А есть какие-то программы в городе, про которых есть мнение, что они действительно помогают?
Не знаю, про таких я не слышала. Я слышала, что есть какая-то клиника. Какая-то, но она очень дорогая. 50-60 тысяч в месяц. Там действительно врачи квалифицированные. А бесплатные, это вот объявления везде расклеены. Это эти, сектанты.

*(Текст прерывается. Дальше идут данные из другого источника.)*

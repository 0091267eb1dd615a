//! Append-only per-torrent journal with bounded memory.

use std::collections::{HashMap, VecDeque};
use std::sync::Mutex;

use chrono::Utc;

use super::{LogLevel, LogStep, TorrentLogEntry};

/// Default number of entries kept per torrent.
pub const DEFAULT_JOURNAL_CAPACITY: usize = 500;

/// Thread-safe, append-only journal of download events, keyed by torrent
/// source. Each torrent keeps at most `capacity` entries; older entries are
/// dropped first.
#[derive(Debug)]
pub struct TorrentLogRecorder {
    entries: Mutex<HashMap<String, VecDeque<TorrentLogEntry>>>,
    capacity: usize,
}

impl Default for TorrentLogRecorder {
    fn default() -> Self {
        Self::new()
    }
}

impl TorrentLogRecorder {
    /// Create a recorder with the default per-torrent capacity.
    pub fn new() -> Self {
        Self::with_capacity(DEFAULT_JOURNAL_CAPACITY)
    }

    /// Create a recorder keeping at most `capacity` entries per torrent.
    pub fn with_capacity(capacity: usize) -> Self {
        Self {
            entries: Mutex::new(HashMap::new()),
            capacity: capacity.max(1),
        }
    }

    /// Append an entry to a torrent's journal.
    pub fn record(
        &self,
        torrent_id: &str,
        step: LogStep,
        level: LogLevel,
        message: impl Into<String>,
    ) {
        let entry = TorrentLogEntry {
            timestamp: Utc::now(),
            step,
            level,
            message: message.into(),
        };

        let mut entries = self.entries.lock().expect("journal lock poisoned");
        let log = entries.entry(torrent_id.to_string()).or_default();
        if log.len() >= self.capacity {
            log.pop_front();
        }
        log.push_back(entry);
    }

    /// Snapshot of a torrent's journal, oldest first. Empty if nothing was
    /// recorded for this id.
    pub fn entries_for(&self, torrent_id: &str) -> Vec<TorrentLogEntry> {
        self.entries
            .lock()
            .expect("journal lock poisoned")
            .get(torrent_id)
            .map(|log| log.iter().cloned().collect())
            .unwrap_or_default()
    }

    /// Drop all entries for a torrent (called when it is removed).
    pub fn clear(&self, torrent_id: &str) {
        self.entries
            .lock()
            .expect("journal lock poisoned")
            .remove(torrent_id);
    }

    /// Number of torrents with at least one entry.
    pub fn torrent_count(&self) -> usize {
        self.entries.lock().expect("journal lock poisoned").len()
    }
}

А в государственную наркологию?
Тоже платно. Если ты на учете стоишь, то, сколько, 10 дней курс лечения. Ломку снимают. Да, бесплатно ты там лежишь, тебя кормят, но ты за свои деньги выкупаешь таблетки. Я тоже, наверное, раза 4 или 5 лежала в больнице. Не помогло. Ну тут надо самой захотеть. А так, когда кто-то заставляет, ничего не получится.
Спасибо!
***
Когда я ехала в Екатеринбург и взялась сделать эти интервью, мне казалось, что сложно будет найти людей, которые согласятся рассказать о своем опыте пребывания в центрах ГБН. К моему большому удивлению, оказалось, что в желающих поделиться воспоминаниями о «лечении» в Фонде не было недостатка. Практически каждый сегодняшний наркопотребитель Екатеринбурга так или иначе сталкивался с деятельностью Фонда – или как жертва уличных избиений, или побывав на лечении в «реабилитационных» центрах. Говоря с десятками людей о том, что происходило в городе всего несколько лет назад, для меня все яснее вырисовывалась картина этого народно-освободительного террора, затронувшего практически всех. Однако, самым удивительным для меня стало вот что. Несмотря на атмосферу ненависти и страха, присутствующую во всех разговорах про Фонд, многие, вернее, за редким исключением, все, с кем я говорила в Екатеринбурге, до сих пор считают, что в какой-то мере, в отношении деятельности Фонда «цель оправдывала средства». Идеологическая пропаганда, проводимая Фондом, плотно укоренила в умах людей мысль о том, что в борьбе со злом наркомании, годятся любые методы. Что в условиях отсутствия каких-либо действий и эффективных мер со стороны государства и его коррумпированных представителей, деятельность Фонда была единственным выходом для многих людей, измученных проблемой наркотиков. В вакууме гуманности, в отсутствии каких бы то ни было лечебных и реабилитационных программ, эффективной политики государства по решению проблемы наркотиков, действия ГэБээНовцев – насилие, попрание человеческого достоинства, унижение, пытки, измор казались единственным выходом, единственным решением. Зло стало близким и приемлемым, рациональным и оправданным. И уже задаешь вопрос – а можно ли было иначе?